Entries provided ▸
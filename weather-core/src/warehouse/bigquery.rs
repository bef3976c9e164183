use anyhow::{Context, Result};
use async_trait::async_trait;
use reqwest::Client;
use serde::Deserialize;
use serde_json::{Value, json};
use std::time::Duration;
use tracing::debug;

use crate::model::TableId;

use super::{
    InsertError, Warehouse, WarehouseError,
    auth::{ServiceAccountKey, ServiceAccountTokenSource, TokenSource},
};

pub const DEFAULT_BASE_URL: &str = "https://bigquery.googleapis.com";
/// Bounds both the token exchange and the insert call.
pub const DEFAULT_TIMEOUT: Duration = Duration::from_secs(30);

/// Streaming-insert client for BigQuery's `tabledata.insertAll` REST endpoint.
#[derive(Debug)]
pub struct BigQueryClient {
    project_id: String,
    base_url: String,
    http: Client,
    tokens: Box<dyn TokenSource>,
}

#[derive(Debug, Deserialize)]
struct InsertAllResponse {
    #[serde(rename = "insertErrors", default)]
    insert_errors: Vec<InsertError>,
}

impl BigQueryClient {
    pub fn new(project_id: String, tokens: Box<dyn TokenSource>) -> Result<Self> {
        Self::with_base_url(project_id, tokens, DEFAULT_BASE_URL, DEFAULT_TIMEOUT)
    }

    pub fn with_base_url(
        project_id: String,
        tokens: Box<dyn TokenSource>,
        base_url: &str,
        timeout: Duration,
    ) -> Result<Self> {
        let http = http_client(timeout)?;

        Ok(Self {
            project_id,
            base_url: base_url.trim_end_matches('/').to_string(),
            http,
            tokens,
        })
    }

    /// Builds a client authenticated as the service account, billed to its project.
    pub fn from_service_account(key: ServiceAccountKey) -> Result<Self> {
        let project_id = key.project_id.clone();
        let tokens = ServiceAccountTokenSource::new(key, http_client(DEFAULT_TIMEOUT)?);
        Self::new(project_id, Box::new(tokens))
    }

    pub fn project_id(&self) -> &str {
        &self.project_id
    }

    fn insert_all_url(&self, table: &TableId) -> String {
        format!(
            "{}/bigquery/v2/projects/{}/datasets/{}/tables/{}/insertAll",
            self.base_url, table.project, table.dataset, table.table
        )
    }
}

/// Client shared by the insert and token calls; no request may outlive `timeout`.
pub fn http_client(timeout: Duration) -> Result<Client> {
    Client::builder()
        .timeout(timeout)
        .build()
        .context("Failed to build HTTP client for BigQuery")
}

fn insert_all_body(rows: &[Value]) -> Value {
    json!({
        "kind": "bigquery#tableDataInsertAllRequest",
        "rows": rows.iter().map(|row| json!({ "json": row })).collect::<Vec<_>>(),
    })
}

#[async_trait]
impl Warehouse for BigQueryClient {
    async fn insert_rows_json(
        &self,
        table: &TableId,
        rows: &[Value],
    ) -> Result<Vec<InsertError>, WarehouseError> {
        let token = self.tokens.access_token().await?;

        debug!(table = %table, rows = rows.len(), "streaming insert");

        let res = self
            .http
            .post(self.insert_all_url(table))
            .bearer_auth(token)
            .json(&insert_all_body(rows))
            .send()
            .await?;

        let status = res.status();
        let body = res.text().await?;

        if !status.is_success() {
            return Err(WarehouseError::Status { status, body });
        }

        let parsed: InsertAllResponse = serde_json::from_str(&body)?;
        Ok(parsed.insert_errors)
    }
}
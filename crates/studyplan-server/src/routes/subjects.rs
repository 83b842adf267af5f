use axum::{
    extract::{
        rejection::{JsonRejection, PathRejection},
        Path, State,
    },
    http::StatusCode,
    routing::{delete, get},
    Json, Router,
};
use studyplan_core::{NewSubject, NewTopic, Subject, Topic};

use crate::error::ApiResult;
use crate::AppState;

pub fn router() -> Router<AppState> {
    Router::new()
        .route("/subjects", get(list_subjects).post(create_subject))
        .route("/subjects/{id}", delete(delete_subject))
        .route("/subjects/{id}/topics", get(list_topics).post(create_topic))
}

async fn list_subjects(State(state): State<AppState>) -> ApiResult<Json<Vec<Subject>>> {
    let db = state.db.lock().await;
    Ok(Json(db.list_subjects()?))
}

async fn create_subject(
    State(state): State<AppState>,
    body: Result<Json<NewSubject>, JsonRejection>,
) -> ApiResult<Json<Subject>> {
    let Json(body) = body?;
    let db = state.db.lock().await;
    Ok(Json(db.create_subject(&body)?))
}

async fn delete_subject(
    State(state): State<AppState>,
    subject_id: Result<Path<i64>, PathRejection>,
) -> ApiResult<StatusCode> {
    let Path(subject_id) = subject_id?;
    let db = state.db.lock().await;
    db.delete_subject(subject_id)?;
    Ok(StatusCode::NO_CONTENT)
}

async fn list_topics(
    State(state): State<AppState>,
    subject_id: Result<Path<i64>, PathRejection>,
) -> ApiResult<Json<Vec<Topic>>> {
    let Path(subject_id) = subject_id?;
    let db = state.db.lock().await;
    Ok(Json(db.list_topics(subject_id)?))
}

async fn create_topic(
    State(state): State<AppState>,
    subject_id: Result<Path<i64>, PathRejection>,
    body: Result<Json<NewTopic>, JsonRejection>,
) -> ApiResult<Json<Topic>> {
    let Path(subject_id) = subject_id?;
    let Json(body) = body?;
    let db = state.db.lock().await;
    Ok(Json(db.create_topic(subject_id, &body)?))
}
//! Database schema migrations for studyplan.
//!
//! Migrations are versioned and applied automatically when opening the database.
//! The `schema_version` table tracks the current migration version.

use rusqlite::{Connection, Result as SqliteResult};

/// Current schema version.
///
/// Increment this when adding new migrations.
pub const CURRENT_SCHEMA_VERSION: i32 = 2;

/// Apply all pending migrations to bring the database to the current schema version.
///
/// # Errors
/// Returns an error if migration fails.
pub fn migrate(conn: &Connection) -> SqliteResult<()> {
    create_schema_version_table(conn)?;

    let current_version = get_schema_version(conn);

    if current_version < 1 {
        migrate_v1(conn)?;
    }
    if current_version < 2 {
        migrate_v2(conn)?;
    }

    Ok(())
}

fn create_schema_version_table(conn: &Connection) -> SqliteResult<()> {
    conn.execute_batch(
        "CREATE TABLE IF NOT EXISTS schema_version (
            version INTEGER PRIMARY KEY
        );",
    )
}

/// Get the current schema version from the database.
///
/// Returns 0 if no version is set (initial database).
pub fn get_schema_version(conn: &Connection) -> i32 {
    conn.query_row("SELECT version FROM schema_version", [], |row| {
        row.get::<_, i32>(0)
    })
    .unwrap_or_else(|e| {
        if !matches!(e, rusqlite::Error::QueryReturnedNoRows) {
            tracing::warn!(error = %e, "failed to read schema_version");
        }
        0
    })
}

fn set_schema_version(conn: &Connection, version: i32) -> SqliteResult<()> {
    conn.execute("DELETE FROM schema_version", [])?;
    conn.execute(
        "INSERT INTO schema_version (version) VALUES (?1)",
        [version],
    )?;
    Ok(())
}

/// Migration v1: subjects, topics and the session ledger.
fn migrate_v1(conn: &Connection) -> SqliteResult<()> {
    let tx = conn.unchecked_transaction()?;

    tx.execute_batch(
        "CREATE TABLE IF NOT EXISTS subjects (
            id          INTEGER PRIMARY KEY AUTOINCREMENT,
            name        TEXT NOT NULL,
            priority    INTEGER NOT NULL DEFAULT 1,
            color       TEXT,
            created_at  TEXT NOT NULL
        );

        CREATE TABLE IF NOT EXISTS topics (
            id                INTEGER PRIMARY KEY AUTOINCREMENT,
            subject_id        INTEGER NOT NULL REFERENCES subjects(id) ON DELETE CASCADE,
            title             TEXT NOT NULL,
            estimated_minutes INTEGER NOT NULL DEFAULT 30,
            completed         INTEGER NOT NULL DEFAULT 0,
            created_at        TEXT NOT NULL
        );

        CREATE TABLE IF NOT EXISTS study_sessions (
            id               INTEGER PRIMARY KEY AUTOINCREMENT,
            user_id          INTEGER,
            subject_id       INTEGER,
            topic_id         INTEGER,
            start_time       TEXT NOT NULL,
            end_time         TEXT,
            duration_minutes INTEGER,
            type             TEXT NOT NULL DEFAULT 'pomodoro',
            created_at       TEXT NOT NULL
        );",
    )?;

    set_schema_version(&tx, 1)?;
    tx.commit()?;
    Ok(())
}

/// Migration v2: indexes for the reporting filters.
///
/// Listing orders by `start_time` and filters by subject/topic, so each gets
/// an index paired with the sort key.
fn migrate_v2(conn: &Connection) -> SqliteResult<()> {
    let tx = conn.unchecked_transaction()?;

    tx.execute_batch(
        "CREATE INDEX IF NOT EXISTS idx_sessions_start_time ON study_sessions(start_time);
         CREATE INDEX IF NOT EXISTS idx_sessions_subject_start ON study_sessions(subject_id, start_time);
         CREATE INDEX IF NOT EXISTS idx_sessions_topic_start ON study_sessions(topic_id, start_time);
         CREATE INDEX IF NOT EXISTS idx_topics_subject ON topics(subject_id);",
    )?;

    set_schema_version(&tx, 2)?;
    tx.commit()?;
    Ok(())
}
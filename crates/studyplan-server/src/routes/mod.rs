pub mod sessions;
pub mod subjects;
pub mod topics;

use axum::Router;

use crate::AppState;

/// Build the /api router.
pub fn api_router() -> Router<AppState> {
    Router::new()
        .merge(sessions::router())
        .merge(subjects::router())
        .merge(topics::router())
}
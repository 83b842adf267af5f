mod controller;
mod engine;
mod mode;

pub use controller::{TimerController, START_SETTLE_TIMEOUT};
pub use engine::{PomodoroTimer, TimerState};
pub use mode::{
    format_clock, TimerDurations, TimerMode, MAX_TOPIC_FOCUS_MINUTES, MIN_TOPIC_FOCUS_MINUTES,
};
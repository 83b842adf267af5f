use clap::{Parser, Subcommand};
use studyplan_core::{ApiClient, Config};

mod commands;

#[derive(Parser)]
#[command(name = "studyplan", version, about = "Studyplan CLI")]
struct Cli {
    /// API base URL (defaults to client.api_url from the config file)
    #[arg(long, global = true, env = "STUDYPLAN_API_URL")]
    api_url: Option<String>,

    #[command(subcommand)]
    command: Commands,
}

#[derive(Subcommand)]
enum Commands {
    /// Run a live Pomodoro timer
    Timer {
        #[command(subcommand)]
        action: commands::timer::TimerAction,
    },
    /// Session ledger and reporting
    Sessions {
        #[command(subcommand)]
        action: commands::sessions::SessionsAction,
    },
    /// Subject management
    Subjects {
        #[command(subcommand)]
        action: commands::subjects::SubjectsAction,
    },
    /// Topic management
    Topics {
        #[command(subcommand)]
        action: commands::topics::TopicsAction,
    },
    /// Configuration management
    Config {
        #[command(subcommand)]
        action: commands::config::ConfigAction,
    },
}

fn api_client(api_url: Option<String>, config: &Config) -> Result<ApiClient, Box<dyn std::error::Error>> {
    let url = api_url.unwrap_or_else(|| config.client.api_url.clone());
    Ok(ApiClient::new(&url)?)
}

/// Load the config and build a client for the configured (or overridden) API.
fn connect(api_url: Option<String>) -> Result<(Config, ApiClient), Box<dyn std::error::Error>> {
    let config = Config::load_or_default();
    let api = api_client(api_url, &config)?;
    tracing::debug!(api_url = api.base_url(), "using API");
    Ok((config, api))
}

async fn run(cli: Cli) -> Result<(), Box<dyn std::error::Error>> {
    match cli.command {
        Commands::Config { action } => commands::config::run(action),
        Commands::Timer { action } => {
            let (config, api) = connect(cli.api_url)?;
            commands::timer::run(action, api, &config).await
        }
        Commands::Sessions { action } => {
            let (_, api) = connect(cli.api_url)?;
            commands::sessions::run(action, &api).await
        }
        Commands::Subjects { action } => {
            let (_, api) = connect(cli.api_url)?;
            commands::subjects::run(action, &api).await
        }
        Commands::Topics { action } => {
            let (_, api) = connect(cli.api_url)?;
            commands::topics::run(action, &api).await
        }
    }
}

#[tokio::main]
async fn main() {
    tracing_subscriber::fmt()
        .with_writer(std::io::stderr)
        .with_env_filter(
            tracing_subscriber::EnvFilter::try_from_default_env()
                .unwrap_or_else(|_| tracing_subscriber::EnvFilter::new("warn")),
        )
        .init();

    let cli = Cli::parse();
    if let Err(e) = run(cli).await {
        eprintln!("error: {e}");
        std::process::exit(1);
    }
}
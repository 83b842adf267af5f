mod catalog;
mod config;
pub mod database;
pub mod migrations;
mod sessions;

pub use config::{ClientConfig, Config, ServerConfig, TimerConfig};
pub use database::Database;

use std::path::PathBuf;

use crate::error::ConfigError;

/// Returns `~/.config/studyplan[-dev]/` based on STUDYPLAN_ENV.
///
/// Set STUDYPLAN_ENV=dev to use a development data directory.
///
/// # Errors
/// Returns an error if creating the data directory fails.
pub fn data_dir() -> Result<PathBuf, ConfigError> {
    let base_dir = dirs::home_dir()
        .unwrap_or_else(|| PathBuf::from("."))
        .join(".config");

    let env = std::env::var("STUDYPLAN_ENV").unwrap_or_else(|_| "production".to_string());

    let dir = if env == "dev" {
        base_dir.join("studyplan-dev")
    } else {
        base_dir.join("studyplan")
    };

    std::fs::create_dir_all(&dir)
        .map_err(|e| ConfigError::DataDir(format!("{}: {e}", dir.display())))?;
    Ok(dir)
}
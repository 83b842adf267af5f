use studyplan_core::{Config, Database};
use studyplan_server::{build_router, AppState};

#[tokio::main]
async fn main() -> Result<(), Box<dyn std::error::Error>> {
    tracing_subscriber::fmt()
        .with_env_filter(
            tracing_subscriber::EnvFilter::try_from_default_env()
                .unwrap_or_else(|_| tracing_subscriber::EnvFilter::new("info")),
        )
        .init();

    let config = Config::load_or_default();
    let db_path = config.server.database_path()?;
    let db = Database::open_at(&db_path)?;

    let addr = config.server.bind_addr();
    let listener = tokio::net::TcpListener::bind(&addr).await?;
    tracing::info!(%addr, database = %db_path.display(), "studyplan server listening");

    axum::serve(listener, build_router(AppState::new(db)))
        .with_graceful_shutdown(shutdown_signal())
        .await?;
    Ok(())
}

async fn shutdown_signal() {
    if let Err(e) = tokio::signal::ctrl_c().await {
        tracing::error!(error = %e, "failed to listen for ctrl-c");
        return;
    }
    tracing::info!("shutting down");
}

Assignment ▸
Exactly those lines that run from the start of the listing to the line containing "pub fn new(project_id: String, tokens: Box<dyn" should be output, and no others.

Your solution ▸
filename weather-core/src/warehouse/bigquery.rs
repository bef3976c9e164183
use anyhow::{Context, Result};
use async_trait::async_trait;
use reqwest::Client;
use serde::Deserialize;
use serde_json::{Value, json};
use std::time::Duration;
use tracing::debug;

use crate::model::TableId;

use super::{
    InsertError, Warehouse, WarehouseError,
    auth::{ServiceAccountKey, ServiceAccountTokenSource, TokenSource},
};

pub const DEFAULT_BASE_URL: &str = "https://bigquery.googleapis.com";
/// Bounds both the token exchange and the insert call.
pub const DEFAULT_TIMEOUT: Duration = Duration::from_secs(30);

/// Streaming-insert client for BigQuery's `tabledata.insertAll` REST endpoint.
#[derive(Debug)]
pub struct BigQueryClient {
    project_id: String,
    base_url: String,
    http: Client,
    tokens: Box<dyn TokenSource>,
}

#[derive(Debug, Deserialize)]
struct InsertAllResponse {
    #[serde(rename = "insertErrors", default)]
    insert_errors: Vec<InsertError>,
}

impl BigQueryClient {
    pub fn new(project_id: String, tokens: Box<dyn TokenSource>) -> Result<Self> {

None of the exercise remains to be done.